5 Tips For Students Traveling While Abroad
Exploring nearby countries and cities is part of studying abroad that shouldn’t be passed up. But traveling can be tricky, especially if your starting-point is foreign to you. Take a look at these five tips to help you expand your study abroad experience in a safe, cost-effective way. Happy travels!
1. Plan your trip
While last-minute excursions can be fun and exciting, you’ll get the most out of your trip if you plan it ahead of time. This doesn’t necessarily mean before you begin studying abroad; you may discover the best places to visit when you’re in your host country. But planning ahead will prevent you from wasting time trying to find a way to get from the airport to your destination. It will also allow you to look into what’s worth seeing and doing. Go into your trip with ideas of what to explore, but stay flexible. You never know what new opportunities might arise.

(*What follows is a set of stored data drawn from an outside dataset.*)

//! Per-request pipeline state
//!
//! One `PipelineState` lives for exactly one request. Gates receive it by
//! shared reference; only the orchestrator and regeneration controller mutate
//! it, and the audit trail (`gate_results`) is append-only.

use crate::pipeline::gate::{GateAction, GateResult, GateStatus, Signal};
use crate::pipeline::registry::Stage;
use chrono::{DateTime, Utc};
use serde::{Deserialize, Serialize};
use serde_json::Value;
use std::collections::BTreeMap;
use std::time::Instant;

/// A request for live data from an external tool
#[derive(Debug, Clone, PartialEq, Serialize, Deserialize)]
pub struct ToolRequest {
    pub tool: String,
    #[serde(default)]
    pub parameters: Value,
}

/// Live data fetched earlier in the pass
#[derive(Debug, Clone, PartialEq, Serialize, Deserialize)]
pub struct LiveData {
    pub source: String,
    pub data: Value,
}

/// An action that needs explicit user confirmation before it runs
#[derive(Debug, Clone, PartialEq, Serialize, Deserialize)]
pub struct ConfirmationRequest {
    pub action: String,
    pub summary: String,
}

/// Flags accumulated from gate signals and orchestrator bookkeeping
#[derive(Debug, Clone, Default, Serialize)]
pub struct PipelineFlags {
    pub regeneration_attempt: u32,
    pub regeneration_exhausted: bool,
    pub fix_guidance: Option<String>,
    /// Set while a generation attempt carries fix guidance
    pub constitutional_fix: bool,
    pub route: Option<String>,
    pub external_tool: Option<ToolRequest>,
    pub live_data: Option<LiveData>,
    pub confirmation: Option<ConfirmationRequest>,
    /// Stages requested to be skipped, keyed to the requesting gate
    pub skip_stages: BTreeMap<Stage, String>,
    /// Gates requested to be skipped, keyed to the requesting gate
    pub skip_gates: BTreeMap<String, String>,
    pub soft_failures: Vec<String>,
    pub degraded_by: Vec<String>,
    pub extra: BTreeMap<String, Value>,
}

impl PipelineFlags {
    /// Whether any gate degraded the result
    pub fn is_degraded(&self) -> bool {
        !self.degraded_by.is_empty()
    }

    pub fn get(&self, key: &str) -> Option<&Value> {
        self.extra.get(key)
    }

    /// Fold one signal into the flags
    ///
    /// `FixGuidance` and `AckRequired` are consumed directly by the
    /// regeneration controller and the orchestrator and leave the flags alone.
    pub(crate) fn apply(&mut self, signal: &Signal, source: &str) {
        match signal {
            Signal::SkipStage { stage } => {
                self.skip_stages
                    .entry(*stage)
                    .or_insert_with(|| source.to_string());
            }
            Signal::SkipGate { gate_id } => {
                self.skip_gates
                    .entry(gate_id.clone())
                    .or_insert_with(|| source.to_string());
            }
            Signal::Route { route } => self.route = Some(route.clone()),
            Signal::ExternalTool(request) => self.external_tool = Some(request.clone()),
            Signal::LiveData { source, data } => {
                self.live_data = Some(LiveData {
                    source: source.clone(),
                    data: data.clone(),
                })
            }
            Signal::ConfirmationRequired { action, summary } => {
                self.confirmation = Some(ConfirmationRequest {
                    action: action.clone(),
                    summary: summary.clone(),
                })
            }
            Signal::SetFlag { key, value } => {
                self.extra.insert(key.clone(), value.clone());
            }
            Signal::FixGuidance { .. } | Signal::AckRequired { .. } => {}
        }
    }

    fn note(list: &mut Vec<String>, gate_id: &str) {
        if !list.iter().any(|existing| existing == gate_id) {
            list.push(gate_id.to_string());
        }
    }
}

/// One generation attempt inside the regeneration loop
#[derive(Debug, Clone, PartialEq, Serialize, Deserialize)]
pub struct AttemptRecord {
    pub attempt: u32,
    pub effective_message: String,
    #[serde(default, skip_serializing_if = "Option::is_none")]
    pub fix_guidance: Option<String>,
}

/// A gate that was not invoked because a routing signal asked for it
#[derive(Debug, Clone, PartialEq, Serialize, Deserialize)]
pub struct SkippedGate {
    pub gate_id: String,
    pub stage: Stage,
    pub requested_by: String,
}

/// Wall-clock marks for each gate invocation
#[derive(Debug, Clone, Serialize)]
pub struct PipelineTimestamps {
    pub started_at: DateTime<Utc>,
    pub marks: Vec<StageMark>,
    #[serde(skip)]
    started: Instant,
}

#[derive(Debug, Clone, PartialEq, Serialize, Deserialize)]
pub struct StageMark {
    pub stage: Stage,
    pub gate_id: String,
    pub completed_at: DateTime<Utc>,
}

impl PipelineTimestamps {
    fn start() -> Self {
        Self {
            started_at: Utc::now(),
            marks: Vec::new(),
            started: Instant::now(),
        }
    }

    pub fn elapsed_ms(&self) -> u64 {
        self.started.elapsed().as_millis() as u64
    }
}

/// Mutable per-request record shared by all gates
#[derive(Debug, Clone, Serialize)]
pub struct PipelineState {
    pub(crate) user_message: String,
    pub(crate) normalized_input: String,
    pub(crate) effective_message: Option<String>,
    pub(crate) gate_results: Vec<GateResult>,
    pub(crate) flags: PipelineFlags,
    pub(crate) generation: Option<String>,
    pub(crate) validated_output: Option<String>,
    pub(crate) attempts: Vec<AttemptRecord>,
    pub(crate) skipped: Vec<SkippedGate>,
    pub(crate) timestamps: PipelineTimestamps,
}

impl PipelineState {
    pub fn new(user_message: impl Into<String>) -> Self {
        let user_message = user_message.into();
        let normalized_input = normalize_input(&user_message);
        Self {
            user_message,
            normalized_input,
            effective_message: None,
            gate_results: Vec::new(),
            flags: PipelineFlags::default(),
            generation: None,
            validated_output: None,
            attempts: Vec::new(),
            skipped: Vec::new(),
            timestamps: PipelineTimestamps::start(),
        }
    }

    /// The message exactly as the user sent it
    pub fn user_message(&self) -> &str {
        &self.user_message
    }

    pub fn normalized_input(&self) -> &str {
        &self.normalized_input
    }

    /// Message the current generation attempt should answer
    ///
    /// Falls back to the original message outside the regeneration loop.
    pub fn effective_message(&self) -> &str {
        self.effective_message
            .as_deref()
            .unwrap_or(&self.user_message)
    }

    pub fn gate_results(&self) -> &[GateResult] {
        &self.gate_results
    }

    /// Most recent result recorded for `gate_id`
    pub fn latest(&self, gate_id: &str) -> Option<&GateResult> {
        self.gate_results
            .iter()
            .rev()
            .find(|result| result.gate_id() == gate_id)
    }

    pub fn invocations(&self, gate_id: &str) -> usize {
        self.gate_results
            .iter()
            .filter(|result| result.gate_id() == gate_id)
            .count()
    }

    pub fn flags(&self) -> &PipelineFlags {
        &self.flags
    }

    /// Latest generation draft
    pub fn generation(&self) -> Option<&str> {
        self.generation.as_deref()
    }

    pub fn validated_output(&self) -> Option<&str> {
        self.validated_output.as_deref()
    }

    /// Best reply available so far: validated output, else the latest draft
    pub fn reply(&self) -> Option<&str> {
        self.validated_output
            .as_deref()
            .or(self.generation.as_deref())
            .filter(|text| !text.trim().is_empty())
    }

    pub fn attempts(&self) -> &[AttemptRecord] {
        &self.attempts
    }

    pub fn skipped(&self) -> &[SkippedGate] {
        &self.skipped
    }

    pub fn timestamps(&self) -> &PipelineTimestamps {
        &self.timestamps
    }

    /// Append a gate result and fold its signals into the flags
    pub(crate) fn record(&mut self, stage: Stage, result: GateResult) {
        let gate_id = result.gate_id().to_string();
        for signal in &result.output().signals {
            self.flags.apply(signal, &gate_id);
        }
        if result.status() == GateStatus::SoftFail {
            PipelineFlags::note(&mut self.flags.soft_failures, &gate_id);
        }
        if result.action() == GateAction::Degrade {
            PipelineFlags::note(&mut self.flags.degraded_by, &gate_id);
        }
        self.timestamps.marks.push(StageMark {
            stage,
            gate_id,
            completed_at: Utc::now(),
        });
        self.gate_results.push(result);
    }

    pub(crate) fn mark_skipped(&mut self, stage: Stage, gate_id: &str, requested_by: &str) {
        self.skipped.push(SkippedGate {
            gate_id: gate_id.to_string(),
            stage,
            requested_by: requested_by.to_string(),
        });
    }

    pub(crate) fn mark_degraded(&mut self, source: &str) {
        PipelineFlags::note(&mut self.flags.degraded_by, source);
    }

    /// Start a generation attempt with the given effective message
    pub(crate) fn begin_attempt(&mut self, attempt: u32, effective_message: String) {
        let fix_guidance = self.flags.fix_guidance.clone();
        self.flags.regeneration_attempt = attempt;
        self.flags.constitutional_fix = fix_guidance.is_some();
        self.attempts.push(AttemptRecord {
            attempt,
            effective_message: effective_message.clone(),
            fix_guidance,
        });
        self.effective_message = Some(effective_message);
    }

    pub(crate) fn set_fix_guidance(&mut self, guidance: Option<String>) {
        self.flags.fix_guidance = guidance;
    }

    pub(crate) fn set_regeneration_exhausted(&mut self) {
        self.flags.regeneration_exhausted = true;
    }

    pub(crate) fn set_generation(&mut self, draft: String) {
        self.generation = Some(draft);
    }

    pub(crate) fn set_validated_output(&mut self, output: String) {
        self.validated_output = Some(output);
    }
}

/// Trim the message and collapse inner whitespace runs to a single space
pub fn normalize_input(message: &str) -> String {
    message.split_whitespace().collect::<Vec<_>>().join(" ")
}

2. Look into traveling options
Going to Expedia.com and booking a flight may be the simplest means of transportation, but it’s not necessarily the best when it comes to price or experience. Depending on where you’re studying abroad and where you’re traveling, you could have a large variety of ways to travel. For example, if you’re studying in Germany and want to spend a weekend in London, look into cheap European airlines such as Ryanair. Want to travel to Spain? Check out the train. Buses are another travel option, or you could even look into biking depending on what type of trip you want to take and how much time you have.
3. Use your resources
Don’t rely solely on Google to help you plan more trips. You’re studying abroad through a program with real live people helping you along the way. So why not use these same people to help you with your travel plans? Your professors and program directors know a thing or two about your study abroad destination, so don’t shy away from asking their opinions on must-see locations or using their ability to help you coordinate your trip.
4. Bring the essentials
Hopping around Europe or South America may seem simple enough, but don’t forget that you’re traveling to different countries. You will need your passport and possibly a visa, and you’ll need to spend time going through customs. Use your budget to decide how much money to bring with you on your trip. Check to see if the currency will be different, and if it is, make sure you check out the exchange rate. It’s a good idea to keep a copy of your passport and any credit or debit cards in a safe place at your host country if anything were to happen during your excursion.
5. Travel with friends
Traveling to different countries can be tricky, especially if there’s a language barrier, so go with friends. Traveling with others is always more fun and less risky; a real win-win situation. You can even inviting someone you just met while studying abroad. Exploring new countries together is a great bonding experience to share with friends and acquaintances alike.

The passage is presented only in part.